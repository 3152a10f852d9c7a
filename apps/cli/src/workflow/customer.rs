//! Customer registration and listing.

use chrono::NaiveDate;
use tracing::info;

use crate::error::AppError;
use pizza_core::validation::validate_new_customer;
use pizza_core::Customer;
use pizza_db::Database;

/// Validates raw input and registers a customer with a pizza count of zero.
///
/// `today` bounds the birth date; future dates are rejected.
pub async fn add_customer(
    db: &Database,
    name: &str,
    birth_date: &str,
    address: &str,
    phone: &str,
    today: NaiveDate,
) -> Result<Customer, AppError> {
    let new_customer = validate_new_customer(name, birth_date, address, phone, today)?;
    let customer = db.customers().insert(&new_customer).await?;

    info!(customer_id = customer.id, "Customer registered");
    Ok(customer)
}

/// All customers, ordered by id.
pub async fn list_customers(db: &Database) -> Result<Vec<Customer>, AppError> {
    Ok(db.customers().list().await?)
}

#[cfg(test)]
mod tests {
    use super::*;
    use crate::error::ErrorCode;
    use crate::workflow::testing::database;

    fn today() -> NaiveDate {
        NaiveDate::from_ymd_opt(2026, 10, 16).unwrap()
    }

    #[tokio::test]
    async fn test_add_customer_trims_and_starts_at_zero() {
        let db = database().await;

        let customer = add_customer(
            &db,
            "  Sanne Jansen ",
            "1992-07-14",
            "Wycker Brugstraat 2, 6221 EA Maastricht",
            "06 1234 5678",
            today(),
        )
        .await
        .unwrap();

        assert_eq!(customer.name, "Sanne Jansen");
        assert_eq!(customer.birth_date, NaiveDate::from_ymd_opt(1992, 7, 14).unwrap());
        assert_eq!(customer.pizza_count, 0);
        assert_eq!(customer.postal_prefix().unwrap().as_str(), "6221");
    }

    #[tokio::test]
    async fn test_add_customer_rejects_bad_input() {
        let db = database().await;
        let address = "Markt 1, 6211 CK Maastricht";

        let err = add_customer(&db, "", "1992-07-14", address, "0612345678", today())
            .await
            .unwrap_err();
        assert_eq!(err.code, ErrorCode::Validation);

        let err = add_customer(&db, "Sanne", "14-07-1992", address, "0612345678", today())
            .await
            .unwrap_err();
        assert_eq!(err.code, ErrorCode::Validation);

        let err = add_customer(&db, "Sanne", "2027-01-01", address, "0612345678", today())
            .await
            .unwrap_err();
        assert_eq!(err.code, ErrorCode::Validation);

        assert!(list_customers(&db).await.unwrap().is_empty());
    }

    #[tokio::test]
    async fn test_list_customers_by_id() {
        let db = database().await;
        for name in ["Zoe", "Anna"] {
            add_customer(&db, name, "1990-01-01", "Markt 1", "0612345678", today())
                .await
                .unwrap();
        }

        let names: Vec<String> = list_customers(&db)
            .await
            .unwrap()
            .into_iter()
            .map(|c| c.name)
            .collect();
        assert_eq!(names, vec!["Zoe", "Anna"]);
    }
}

■ ■ ■ ■ ■ ■ ■

Aim of the task:
Copy each line of the entries that includes the word "Result".

Answer space:
) -> Result<Customer, AppError> {
pub async fn list_customers(db: &Database) -> Result<Vec<Customer>, AppError> {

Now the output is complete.